* **Extracted material**

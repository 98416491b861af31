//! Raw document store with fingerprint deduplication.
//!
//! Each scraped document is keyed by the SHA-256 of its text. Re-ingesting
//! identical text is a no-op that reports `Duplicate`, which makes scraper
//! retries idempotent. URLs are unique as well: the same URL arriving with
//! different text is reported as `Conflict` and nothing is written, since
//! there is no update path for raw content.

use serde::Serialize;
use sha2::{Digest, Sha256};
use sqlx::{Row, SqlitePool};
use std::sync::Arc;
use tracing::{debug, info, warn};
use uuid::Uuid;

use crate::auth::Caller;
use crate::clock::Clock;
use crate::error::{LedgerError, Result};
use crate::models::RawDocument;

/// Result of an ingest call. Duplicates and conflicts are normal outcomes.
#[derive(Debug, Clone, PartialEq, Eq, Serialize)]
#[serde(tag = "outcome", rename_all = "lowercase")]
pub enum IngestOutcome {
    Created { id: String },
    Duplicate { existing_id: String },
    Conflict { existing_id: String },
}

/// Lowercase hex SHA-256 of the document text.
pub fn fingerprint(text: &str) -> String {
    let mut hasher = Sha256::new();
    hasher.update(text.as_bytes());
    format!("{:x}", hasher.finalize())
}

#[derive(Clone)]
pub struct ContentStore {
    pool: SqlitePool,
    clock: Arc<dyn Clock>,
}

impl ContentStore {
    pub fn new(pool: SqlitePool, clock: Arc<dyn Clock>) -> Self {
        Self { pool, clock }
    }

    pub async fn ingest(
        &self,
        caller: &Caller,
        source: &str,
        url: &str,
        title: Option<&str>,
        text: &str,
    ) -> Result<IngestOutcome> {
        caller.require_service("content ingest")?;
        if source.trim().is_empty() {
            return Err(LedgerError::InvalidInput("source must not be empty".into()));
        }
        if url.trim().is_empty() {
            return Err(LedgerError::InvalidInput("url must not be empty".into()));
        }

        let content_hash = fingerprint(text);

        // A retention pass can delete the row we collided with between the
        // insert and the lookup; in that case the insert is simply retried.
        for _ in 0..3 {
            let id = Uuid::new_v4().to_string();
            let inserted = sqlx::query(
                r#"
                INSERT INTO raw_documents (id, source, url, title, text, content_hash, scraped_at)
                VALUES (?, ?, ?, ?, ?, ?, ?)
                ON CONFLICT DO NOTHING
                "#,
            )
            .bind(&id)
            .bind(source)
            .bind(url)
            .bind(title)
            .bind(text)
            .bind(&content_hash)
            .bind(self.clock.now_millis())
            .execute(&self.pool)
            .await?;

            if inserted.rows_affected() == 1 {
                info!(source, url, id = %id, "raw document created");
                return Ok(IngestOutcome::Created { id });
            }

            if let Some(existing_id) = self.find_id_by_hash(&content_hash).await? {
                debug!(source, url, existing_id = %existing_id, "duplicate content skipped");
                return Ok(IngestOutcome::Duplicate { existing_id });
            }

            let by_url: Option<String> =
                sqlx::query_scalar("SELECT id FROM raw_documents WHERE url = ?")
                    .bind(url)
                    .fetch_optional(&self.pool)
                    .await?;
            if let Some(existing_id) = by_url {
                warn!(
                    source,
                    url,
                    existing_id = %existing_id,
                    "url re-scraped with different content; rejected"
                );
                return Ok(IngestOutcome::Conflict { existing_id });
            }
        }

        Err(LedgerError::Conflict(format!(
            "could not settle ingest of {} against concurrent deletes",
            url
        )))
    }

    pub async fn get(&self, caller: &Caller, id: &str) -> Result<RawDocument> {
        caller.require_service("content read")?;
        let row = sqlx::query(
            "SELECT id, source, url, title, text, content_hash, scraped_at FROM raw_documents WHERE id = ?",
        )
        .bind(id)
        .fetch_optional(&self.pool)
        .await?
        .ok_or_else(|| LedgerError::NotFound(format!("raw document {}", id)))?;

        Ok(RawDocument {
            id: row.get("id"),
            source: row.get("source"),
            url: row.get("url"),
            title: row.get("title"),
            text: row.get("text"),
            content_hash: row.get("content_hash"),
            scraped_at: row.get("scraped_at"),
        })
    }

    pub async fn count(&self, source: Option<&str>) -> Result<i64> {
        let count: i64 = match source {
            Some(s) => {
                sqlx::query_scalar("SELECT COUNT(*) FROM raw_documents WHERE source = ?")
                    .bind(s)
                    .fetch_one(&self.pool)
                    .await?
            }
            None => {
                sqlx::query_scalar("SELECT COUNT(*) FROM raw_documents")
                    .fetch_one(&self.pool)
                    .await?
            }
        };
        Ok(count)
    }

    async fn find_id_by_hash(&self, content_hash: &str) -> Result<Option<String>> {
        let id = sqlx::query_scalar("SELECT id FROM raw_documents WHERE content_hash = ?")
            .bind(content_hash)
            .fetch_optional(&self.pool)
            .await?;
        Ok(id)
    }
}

--

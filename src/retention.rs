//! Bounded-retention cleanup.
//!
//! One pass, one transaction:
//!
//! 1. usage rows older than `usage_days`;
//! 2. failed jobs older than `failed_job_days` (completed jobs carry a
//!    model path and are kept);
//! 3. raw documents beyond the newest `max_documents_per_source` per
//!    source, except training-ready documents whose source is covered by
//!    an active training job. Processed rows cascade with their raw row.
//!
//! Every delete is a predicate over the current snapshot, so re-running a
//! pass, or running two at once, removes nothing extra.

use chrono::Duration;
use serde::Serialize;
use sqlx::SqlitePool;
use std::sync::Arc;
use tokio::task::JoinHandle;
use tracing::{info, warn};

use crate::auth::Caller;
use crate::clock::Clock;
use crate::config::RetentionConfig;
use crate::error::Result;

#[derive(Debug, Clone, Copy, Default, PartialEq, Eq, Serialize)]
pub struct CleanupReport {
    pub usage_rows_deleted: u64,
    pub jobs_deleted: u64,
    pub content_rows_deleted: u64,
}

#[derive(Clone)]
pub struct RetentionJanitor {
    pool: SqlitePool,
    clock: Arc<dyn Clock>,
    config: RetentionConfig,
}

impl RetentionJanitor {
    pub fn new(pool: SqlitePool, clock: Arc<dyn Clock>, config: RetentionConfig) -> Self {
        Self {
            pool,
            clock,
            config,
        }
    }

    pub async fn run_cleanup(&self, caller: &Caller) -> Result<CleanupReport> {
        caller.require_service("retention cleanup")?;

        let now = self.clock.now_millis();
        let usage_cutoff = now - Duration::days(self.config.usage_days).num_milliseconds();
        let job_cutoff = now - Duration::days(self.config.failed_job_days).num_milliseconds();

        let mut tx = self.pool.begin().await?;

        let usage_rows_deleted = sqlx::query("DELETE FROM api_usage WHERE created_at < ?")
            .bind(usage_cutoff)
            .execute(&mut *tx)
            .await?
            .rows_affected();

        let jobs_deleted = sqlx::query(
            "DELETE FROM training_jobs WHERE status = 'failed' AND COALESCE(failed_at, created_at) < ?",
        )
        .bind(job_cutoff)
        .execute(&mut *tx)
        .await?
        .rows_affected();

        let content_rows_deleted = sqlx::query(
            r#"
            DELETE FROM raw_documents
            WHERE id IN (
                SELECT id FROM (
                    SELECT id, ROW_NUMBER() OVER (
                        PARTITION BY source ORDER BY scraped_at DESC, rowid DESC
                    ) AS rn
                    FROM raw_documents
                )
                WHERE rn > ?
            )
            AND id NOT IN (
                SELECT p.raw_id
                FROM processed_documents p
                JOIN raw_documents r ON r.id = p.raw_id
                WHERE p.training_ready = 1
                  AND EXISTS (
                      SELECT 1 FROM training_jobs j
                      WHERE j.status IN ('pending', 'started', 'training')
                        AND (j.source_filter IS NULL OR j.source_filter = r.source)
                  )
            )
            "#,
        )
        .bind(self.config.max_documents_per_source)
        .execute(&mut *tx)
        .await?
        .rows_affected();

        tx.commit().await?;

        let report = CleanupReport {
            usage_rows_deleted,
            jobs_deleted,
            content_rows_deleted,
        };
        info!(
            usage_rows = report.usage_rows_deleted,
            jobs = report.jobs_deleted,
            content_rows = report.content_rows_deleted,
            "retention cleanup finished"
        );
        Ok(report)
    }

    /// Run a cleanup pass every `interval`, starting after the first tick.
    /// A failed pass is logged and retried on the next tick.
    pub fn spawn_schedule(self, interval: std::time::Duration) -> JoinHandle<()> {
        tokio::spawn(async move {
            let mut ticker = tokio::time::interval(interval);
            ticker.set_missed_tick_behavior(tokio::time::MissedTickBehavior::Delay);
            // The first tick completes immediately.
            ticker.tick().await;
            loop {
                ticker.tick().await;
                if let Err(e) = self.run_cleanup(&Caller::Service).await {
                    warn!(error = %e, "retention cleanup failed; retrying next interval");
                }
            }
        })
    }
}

--

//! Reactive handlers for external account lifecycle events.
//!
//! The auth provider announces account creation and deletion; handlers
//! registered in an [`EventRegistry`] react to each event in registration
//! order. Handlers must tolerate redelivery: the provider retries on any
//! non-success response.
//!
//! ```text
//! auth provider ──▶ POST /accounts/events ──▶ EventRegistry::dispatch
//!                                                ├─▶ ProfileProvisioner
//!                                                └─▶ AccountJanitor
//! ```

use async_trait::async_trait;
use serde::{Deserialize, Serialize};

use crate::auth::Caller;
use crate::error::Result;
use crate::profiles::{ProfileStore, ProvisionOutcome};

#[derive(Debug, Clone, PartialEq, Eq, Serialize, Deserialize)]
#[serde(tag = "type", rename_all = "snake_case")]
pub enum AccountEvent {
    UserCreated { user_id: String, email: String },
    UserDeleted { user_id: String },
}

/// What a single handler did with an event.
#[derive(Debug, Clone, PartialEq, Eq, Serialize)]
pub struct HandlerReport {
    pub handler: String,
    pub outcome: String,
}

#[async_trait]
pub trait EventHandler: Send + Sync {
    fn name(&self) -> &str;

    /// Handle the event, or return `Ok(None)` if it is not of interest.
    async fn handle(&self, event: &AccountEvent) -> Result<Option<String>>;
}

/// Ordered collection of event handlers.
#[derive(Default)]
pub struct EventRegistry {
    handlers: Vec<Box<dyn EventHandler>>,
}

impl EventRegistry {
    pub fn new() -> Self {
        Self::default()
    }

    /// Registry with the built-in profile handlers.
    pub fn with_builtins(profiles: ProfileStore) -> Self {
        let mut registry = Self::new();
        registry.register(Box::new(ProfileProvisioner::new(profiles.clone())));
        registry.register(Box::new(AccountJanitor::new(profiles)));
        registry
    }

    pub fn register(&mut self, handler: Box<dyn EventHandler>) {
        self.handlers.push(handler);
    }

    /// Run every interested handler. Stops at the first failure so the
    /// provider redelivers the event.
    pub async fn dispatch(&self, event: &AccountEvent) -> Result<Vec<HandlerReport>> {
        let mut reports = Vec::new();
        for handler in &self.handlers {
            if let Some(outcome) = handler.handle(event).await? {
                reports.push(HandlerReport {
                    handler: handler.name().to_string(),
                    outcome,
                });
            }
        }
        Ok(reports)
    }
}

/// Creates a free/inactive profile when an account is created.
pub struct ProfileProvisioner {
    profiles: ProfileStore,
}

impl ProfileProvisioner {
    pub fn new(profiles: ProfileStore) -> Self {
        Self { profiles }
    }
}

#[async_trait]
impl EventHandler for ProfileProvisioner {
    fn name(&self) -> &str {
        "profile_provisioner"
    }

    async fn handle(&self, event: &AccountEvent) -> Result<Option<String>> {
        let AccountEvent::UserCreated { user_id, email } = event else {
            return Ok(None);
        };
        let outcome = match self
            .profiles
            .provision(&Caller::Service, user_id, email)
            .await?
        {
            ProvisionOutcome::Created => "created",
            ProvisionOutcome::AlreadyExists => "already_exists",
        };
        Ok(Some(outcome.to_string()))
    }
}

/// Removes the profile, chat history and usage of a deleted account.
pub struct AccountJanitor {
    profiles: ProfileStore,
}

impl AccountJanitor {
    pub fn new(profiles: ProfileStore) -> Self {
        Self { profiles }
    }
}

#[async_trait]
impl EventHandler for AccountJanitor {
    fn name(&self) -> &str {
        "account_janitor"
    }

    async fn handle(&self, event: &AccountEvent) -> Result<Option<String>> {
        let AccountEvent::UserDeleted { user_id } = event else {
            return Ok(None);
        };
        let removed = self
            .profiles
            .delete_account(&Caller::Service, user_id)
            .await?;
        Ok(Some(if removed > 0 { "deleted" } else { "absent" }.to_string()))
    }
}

* **What the task asks**
Say how many lines of the material hold the string "path". Nothing else should be written.

* **Finished task**
2